Autopsy photographer James Stringer was shown the National Archives photograph showing the President’s largely intact brain after the shooting, and concluded that this is not the photo that he had originally taken. The FBI agent at the scene affirmed that more than half of the brain was missing. These gruesome facts set forth some of the strongest evidence that there were at least two bullets fired towards the front of the motorcade.

Extra bullets are hidden in the record and must be teased out, mainly because inexperienced and easily intimidated doctors – Dr. James Humes and Dr. Thornton Boswell - were forced to conduct a controlled autopsy. Their colleague, Pierre Finck, reported that an Army general ordered them not to dissect the back wound. Autopsy witness Richard Lipsey said that the doctors told him that this bullet was a shallow wound, lodged in his back. Alan Belmont told Dallas FBI chief Gordon Shanklin on November 22 that a bullet was “lodged behind the President’s ear”. Chief of Surgery David Osborne said that when he removed the President’s coat an intact bullet rolled out from his clothing – but that intact bullet has now disappeared from the autopsy record. The only intact bullet in the record is the infamous “magic bullet” was supposed to have passed through both President Kennedy and Governor Connally, causing several wounds while remaining as good as new. Autopsy doctor Pierre Finck rejected the magic bullet theory because there were “too many fragments” remaining in Connally’s wrist. Autopsy doctor Humes also disagreedwith the single bullet theory. Two good-sized bullet fragments were found in the limousine. At least one bullet was found in Dealey Plaza and was recorded by the FBI, but never placed in the record.

The analysis of the Zapruder film was guided by the creation of two sets of briefing boards - one set was created on Saturday night the 23rd, and a second set was created on Sunday the 24th. The first set of briefing boards has never been seen in public, but the reports of those involved are that they revealed more than one shooter. It looks like Director McCone may have come to the two-shooter conclusion as early as that Sunday morning.[ 19 ] The second set of briefing boards - consisting of four panels that offer a theory that depicts three shots - provided the assurance of only one shooter, but I don’t think McCone was ever convinced.

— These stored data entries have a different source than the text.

//! Group-visibility toggle
//!
//! Setup reads every group heading on the settings surface and materialises
//! one on/off control per group in the host toolbar. Activating a control
//! re-opens the surface, clicks the matching row and commits.

use std::sync::{Arc, Weak};

use action_primitives::{create_button, ActionError, Placement};
use dom_tree::Element;
use tracing::{debug, info};

use crate::errors::{FlowError, StageExt};
use crate::surface::SettingsSurface;
use crate::tasks::FlowTasks;
use crate::toggle::ToggleControl;
use crate::types::SurfaceDisplay;

/// What one setup pass did.
#[derive(Debug, Clone, PartialEq, Eq)]
pub struct GroupSetupReport {
    pub titles: Vec<String>,
    /// Controls created by this pass; zero when they already existed
    pub created: usize,
}

pub struct GroupToggleFlow {
    surface: Arc<SettingsSurface>,
    tasks: FlowTasks,
}

impl GroupToggleFlow {
    pub fn new(surface: Arc<SettingsSurface>, tasks: FlowTasks) -> Arc<Self> {
        Arc::new(Self { surface, tasks })
    }

    /// Idempotent: control creation is skipped entirely when the container
    /// already has children.
    pub async fn setup(self: &Arc<Self>) -> Result<GroupSetupReport, FlowError> {
        let catalog = self.surface.catalog();
        let doc = self.surface.document();

        self.surface.open(SurfaceDisplay::Hidden).await?;
        self.surface
            .wait(&catalog.selectors.group_title, "group-titles")
            .await?;
        let titles: Vec<String> = doc
            .query_selector_all(&catalog.selectors.group_title)
            .map_err(|err| FlowError::InvalidCatalog(err.to_string()))?
            .iter()
            .map(|el| el.text_content().trim().to_string())
            .collect();

        let container = match doc.get_element_by_id(&catalog.ids.group_container) {
            Some(existing) => existing,
            None => {
                let container = doc.create_element("div");
                container.set_id(catalog.ids.group_container.as_str());
                let chunk = self
                    .surface
                    .wait(&catalog.selectors.toolbar_chunk, "group-container")
                    .await?;
                chunk
                    .append_child(&container)
                    .map_err(ActionError::from)
                    .stage("group-container")?;
                container
            }
        };

        let mut created = 0;
        if container.child_element_count() == 0 {
            for (index, title) in titles.iter().enumerate() {
                let button =
                    create_button(&container, title, Placement::Append).stage("group-controls")?;
                button.set_class_name(catalog.controls.control_class.as_str());
                self.bind(&button, index);
                created += 1;
            }
        } else {
            debug!(
                existing = container.child_element_count(),
                "group controls already present"
            );
        }

        self.surface.close().await?;
        info!(groups = titles.len(), created, "group toggle setup complete");
        Ok(GroupSetupReport { titles, created })
    }

    /// Controls currently present in the toolbar container, in order.
    pub fn controls(&self) -> Vec<ToggleControl> {
        let catalog = self.surface.catalog();
        self.surface
            .document()
            .get_element_by_id(&catalog.ids.group_container)
            .map(|container| {
                container
                    .children()
                    .into_iter()
                    .map(|el| ToggleControl::new(el, catalog.controls.active_class.as_str()))
                    .collect()
            })
            .unwrap_or_default()
    }

    /// User-facing activation of the control for group `index`: flip its
    /// indicator, run the toggle, roll back on failure.
    pub async fn activate(&self, control: &Element, index: usize) -> Result<bool, FlowError> {
        let control = ToggleControl::new(
            control.clone(),
            self.surface.catalog().controls.active_class.as_str(),
        );
        control.switch(|_| self.toggle_group(index)).await
    }

    /// Open the surface, click the group's row, commit.
    pub async fn toggle_group(&self, index: usize) -> Result<(), FlowError> {
        let row = self.surface.catalog().group_row_selector(index);
        self.surface.open(SurfaceDisplay::Hidden).await?;
        let target = self.surface.wait(&row, "group-row").await?;
        self.surface.click(&target, "group-row").await?;
        self.surface.close().await?;
        Ok(())
    }

    fn bind(self: &Arc<Self>, button: &Element, index: usize) {
        let flow: Weak<Self> = Arc::downgrade(self);
        let control = button.downgrade();
        let tasks = self.tasks.clone();
        button.on("click", move |_| {
            let (Some(flow), Some(control)) = (flow.upgrade(), control.upgrade()) else {
                return;
            };
            tasks.spawn("group-toggle", async move {
                flow.activate(&control, index).await
            });
        });
    }
}
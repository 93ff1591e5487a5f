//! Automation flows over the scheduler's settings surface
//!
//! Each flow opens the settings surface, performs label-matched activations
//! and commits. Setup of both flows runs under a bounded retry policy, once per
//! execution context.

pub mod errors;
pub mod group_toggle;
pub mod resource_toggle;
pub mod retry;
pub mod runtime;
pub mod surface;
pub mod tasks;
pub mod toggle;
pub mod types;

pub use errors::{FlowError, StageExt};
pub use group_toggle::{GroupSetupReport, GroupToggleFlow};
pub use resource_toggle::ResourceToggleFlow;
pub use retry::{run_steps, RetryError, RetryPolicy, RetrySettings, RetryStep};
pub use runtime::{AutomationRuntime, AutomationSettings, InitOutcome};
pub use surface::SettingsSurface;
pub use tasks::FlowTasks;
pub use toggle::ToggleControl;
pub use types::{
    CatalogIds, CatalogLabels, CatalogSelectors, ControlSettings, SurfaceCatalog, SurfaceDisplay,
};
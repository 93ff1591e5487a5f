//! Text-label lookup helpers
//!
//! The controlled application's structural classes churn, its visible labels
//! much less so. Matching is a case-sensitive substring test on the trimmed
//! text content.

use dom_tree::{Document, Element};

use crate::errors::ActionError;

/// Whether `text` contains any of `labels`.
pub fn includes_any_text<S: AsRef<str>>(text: &str, labels: &[S]) -> bool {
    labels.iter().any(|label| text.contains(label.as_ref()))
}

/// First descendant of `root` whose text contains a label.
///
/// Tag-major: every element of the first tag kind is tried before any element
/// of the second.
pub fn find_in_root<T, S>(root: Option<&Element>, tags: &[T], labels: &[S]) -> Option<Element>
where
    T: AsRef<str>,
    S: AsRef<str>,
{
    let root = root?;
    let descendants = root.descendants();
    for tag in tags {
        let tag = tag.as_ref();
        let hit = descendants
            .iter()
            .filter(|node| node.tag().eq_ignore_ascii_case(tag))
            .find(|node| includes_any_text(node.text_content().trim(), labels));
        if hit.is_some() {
            return hit.cloned();
        }
    }
    None
}

/// [`find_in_root`] over the region with the given id.
pub fn find_in_id<T, S>(doc: &Document, id: &str, tags: &[T], labels: &[S]) -> Option<Element>
where
    T: AsRef<str>,
    S: AsRef<str>,
{
    find_in_root(doc.get_element_by_id(id).as_ref(), tags, labels)
}

/// First `tag` element inside region `id` whose text contains `title`.
pub fn get_el(doc: &Document, id: &str, tag: &str, title: &str) -> Option<Element> {
    let parent = doc.get_element_by_id(id)?;
    parent
        .descendants()
        .into_iter()
        .filter(|node| node.tag().eq_ignore_ascii_case(tag))
        .find(|node| node.text_content().contains(title))
}

/// Where [`create_button`] inserts into its container.
#[derive(Debug, Clone, Copy, PartialEq, Eq, Default)]
pub enum Placement {
    #[default]
    Append,
    Prepend,
}

/// Create a `<button>` labelled `label` inside `container`.
pub fn create_button(
    container: &Element,
    label: &str,
    placement: Placement,
) -> Result<Element, ActionError> {
    let doc = container
        .document()
        .ok_or_else(|| ActionError::Tree(format!("{container} has no document")))?;
    let button = doc.create_element("button");
    button.set_text(label);
    match placement {
        Placement::Append => container.append_child(&button)?,
        Placement::Prepend => container.prepend_child(&button)?,
    }
    Ok(button)
}

#[cfg(test)]
mod tests {
    use super::*;

    fn settings() -> Document {
        let doc = Document::new();
        let region = doc.create_element("div");
        region.set_id("calendarSetting");
        doc.body().append_child(&region).unwrap();

        let tab = doc.create_element("a");
        tab.set_text("会議室");
        region.append_child(&tab).unwrap();

        let clear = doc.create_element("span");
        clear.set_text("選択を解除");
        region.append_child(&clear).unwrap();

        let reset = doc.create_element("button");
        reset.set_text("リセット");
        region.append_child(&reset).unwrap();
        doc
    }

    #[test]
    fn includes_any_text_is_substring_and_case_sensitive() {
        assert!(includes_any_text("全てを選択する", &["全てを選択"]));
        assert!(!includes_any_text("Save", &["save"]));
        assert!(!includes_any_text("anything", &[] as &[&str]));
    }

    #[test]
    fn find_in_root_is_tag_major() {
        let doc = settings();
        let labels = ["選択を解除", "リセット"];
        let hit = find_in_id(&doc, "calendarSetting", &["button", "span"], &labels).unwrap();
        assert_eq!(hit.tag(), "button");
        let hit = find_in_id(&doc, "calendarSetting", &["span", "button"], &labels).unwrap();
        assert_eq!(hit.tag(), "span");
    }

    #[test]
    fn missing_region_finds_nothing() {
        let doc = settings();
        assert!(find_in_id(&doc, "nope", &["a"], &["会議室"]).is_none());
        assert!(find_in_root(None, &["a"], &["会議室"]).is_none());
    }

    #[test]
    fn get_el_and_create_button() {
        let doc = settings();
        let region = doc.get_element_by_id("calendarSetting").unwrap();
        let first = create_button(&region, "日", Placement::Prepend).unwrap();
        assert_eq!(region.children()[0], first);
        assert_eq!(get_el(&doc, "calendarSetting", "button", "日"), Some(first));
        assert!(get_el(&doc, "missing", "button", "日").is_none());
    }
}
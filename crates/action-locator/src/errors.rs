//! Error types for locator system

use action_primitives::ActionError;
use thiserror::Error;

/// Locator error enumeration
#[derive(Debug, Error, Clone)]
pub enum LocatorError {
    /// No candidate matched
    #[error("Element not found: {0}")]
    ElementNotFound(String),

    /// A chain with no candidates cannot match anything
    #[error("Empty locator chain: {0}")]
    EmptyChain(String),

    /// A candidate could not be evaluated
    #[error("Invalid locator in '{chain}': {reason}")]
    InvalidLocator { chain: String, reason: String },

    /// Waiting for the chain failed
    #[error(transparent)]
    Wait(#[from] ActionError),
}

impl LocatorError {
    /// Check if error is retryable
    pub fn is_retryable(&self) -> bool {
        match self {
            LocatorError::ElementNotFound(_) => true,
            LocatorError::Wait(inner) => inner.is_retryable(),
            _ => false,
        }
    }

    /// Get error severity (0=low, 1=medium, 2=high, 3=critical)
    pub fn severity(&self) -> u8 {
        match self {
            LocatorError::EmptyChain(_) | LocatorError::InvalidLocator { .. } => 2,
            LocatorError::ElementNotFound(_) => 1,
            LocatorError::Wait(inner) => inner.severity(),
        }
    }
}
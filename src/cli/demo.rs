//! End-to-end run against the simulated scheduler page.

use anyhow::{Context, Result};
use clap::Args;
use extensions_bridge::{BridgeEvent, InjectionTracker, TransitionPhase};
use schedassist_core_types::ContextId;
use serde::Serialize;
use tokio::sync::broadcast;
use tracing::{debug, info};

use crate::cli::context::CliContext;
use crate::cli::output::OutputFormat;
use crate::config::AssistConfig;
use crate::host::SimulatedBrowser;
use crate::simulator::PageState;

#[derive(Args, Clone, Debug, Default)]
pub struct DemoArgs {
    /// Group headings rendered on the settings surface (comma separated)
    #[arg(long, value_delimiter = ',')]
    pub groups: Vec<String>,

    /// Delay before the settings surface renders, e.g. "300ms"
    #[arg(long)]
    pub surface_delay: Option<humantime::Duration>,

    /// Activate every generated group control once after setup
    #[arg(long)]
    pub activate_groups: bool,

    /// Switch the meeting-room control on after setup
    #[arg(long)]
    pub toggle_resource: bool,
}

#[derive(Debug, Clone, Serialize)]
pub struct GroupSummary {
    pub title: String,
    pub active: bool,
    pub visible: bool,
}

#[derive(Debug, Clone, Serialize)]
pub struct DemoSummary {
    pub context: String,
    pub injections: usize,
    pub styles: Vec<String>,
    pub groups: Vec<GroupSummary>,
    /// `None` when the meeting-room control was not created
    pub resource_active: Option<bool>,
    pub bridge_events: usize,
    pub page: PageState,
}

pub async fn cmd_demo(args: DemoArgs, ctx: &CliContext, output: OutputFormat) -> Result<()> {
    let summary = run_demo(ctx.config(), &args).await?;
    match output {
        OutputFormat::Json => println!("{}", serde_json::to_string_pretty(&summary)?),
        OutputFormat::Yaml => println!("{}", serde_yaml::to_string(&summary)?),
        OutputFormat::Human => print_summary(&summary),
    }
    Ok(())
}

/// Load the page, deliver the lifecycle notifications a browser sends for it
/// (completion twice), then optionally drive the generated controls.
pub async fn run_demo(config: &AssistConfig, args: &DemoArgs) -> Result<DemoSummary> {
    let mut page = config.demo.clone();
    if !args.groups.is_empty() {
        page.groups = args.groups.clone();
    }
    if let Some(delay) = args.surface_delay {
        page.surface_delay = delay.into();
    }

    let browser = SimulatedBrowser::new(config.automation_settings(), page);
    let (bus, mut events) = broadcast::channel(64);
    let tracker = InjectionTracker::new(config.injection.clone(), browser.clone(), bus);

    let state = config
        .injection
        .allow_prefixes
        .first()
        .cloned()
        .context("injection.allow_prefixes is empty")?;
    let context = ContextId(1);

    browser.navigate(context);
    tracker
        .on_context_transition(context, TransitionPhase::Navigating, &state)
        .await;
    for _ in 0..2 {
        let outcome = tracker
            .on_context_transition(context, TransitionPhase::Completed, &state)
            .await;
        info!(context = %context, ?outcome, "page load completed");
    }
    browser.settle(context).await;

    let runtime = browser
        .runtime(context)
        .context("no automation runtime was created")?;
    if args.activate_groups {
        for (index, control) in runtime.groups().controls().iter().enumerate() {
            runtime
                .groups()
                .activate(control.element(), index)
                .await
                .with_context(|| format!("activating group control {index}"))?;
        }
    }
    if args.toggle_resource {
        runtime
            .resource()
            .activate()
            .await
            .context("activating the meeting-room control")?;
    }

    let mut bridge_events = 0;
    while let Ok(event) = events.try_recv() {
        if let BridgeEvent::InjectionFailed { .. } = event {
            info!(?event, "injection failure reported");
        } else {
            debug!(?event, "bridge event");
        }
        bridge_events += 1;
    }

    let page = browser
        .page(context)
        .context("demo tab disappeared")?
        .state();
    let groups = runtime
        .groups()
        .controls()
        .iter()
        .enumerate()
        .map(|(index, control)| GroupSummary {
            title: control.element().text_content(),
            active: control.is_active(),
            visible: page.group_visible.get(index).copied().unwrap_or(false),
        })
        .collect();

    Ok(DemoSummary {
        context: context.to_string(),
        injections: browser.script_runs(context),
        styles: browser.styles(context),
        groups,
        resource_active: runtime.resource().control().map(|c| c.is_active()),
        bridge_events,
        page,
    })
}

fn print_summary(summary: &DemoSummary) {
    println!("Context {}", summary.context);
    println!(
        "  injections: {} (styles: {})",
        summary.injections,
        summary.styles.join(", ")
    );
    println!("  group controls:");
    for group in &summary.groups {
        println!(
            "    {:<16} active={:<5} visible={}",
            group.title, group.active, group.visible
        );
    }
    match summary.resource_active {
        Some(active) => println!("  meeting-room control: active={active}"),
        None => println!("  meeting-room control: not created"),
    }
    println!(
        "  surface opened {} time(s), {} settings commit(s), {} resource commit(s)",
        summary.page.surface_opens, summary.page.settings_commits, summary.page.resource_commits
    );
}
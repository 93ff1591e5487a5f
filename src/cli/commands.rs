use clap::Subcommand;

use super::config::ConfigArgs;
use super::demo::DemoArgs;
use super::replay::ReplayArgs;

#[derive(Subcommand, Clone)]
pub enum Commands {
    /// Run the automation against the simulated scheduler page
    Demo(DemoArgs),

    /// Feed a lifecycle transition script through the injection tracker
    Replay(ReplayArgs),

    /// Inspect or validate the configuration
    Config(ConfigArgs),
}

3.  Why did Helms decide to have Jack Whitten conduct the investigation?

Even though CIA director John McCone believed there were two gunmen, the man who was making the decisions about how the assassination would be investigated was his subordinate in charge of covert actions, deputy director Richard Helms. I believe that Helms knew about the problems in Mexico City and with the story of Lee Oswald. Helms decided to put Jack Whitten in charge of the investigation. As Whitten was the chief of WH/3 - the Western Hemisphere division covering Mexico and neighboring countries – he was a logical choice.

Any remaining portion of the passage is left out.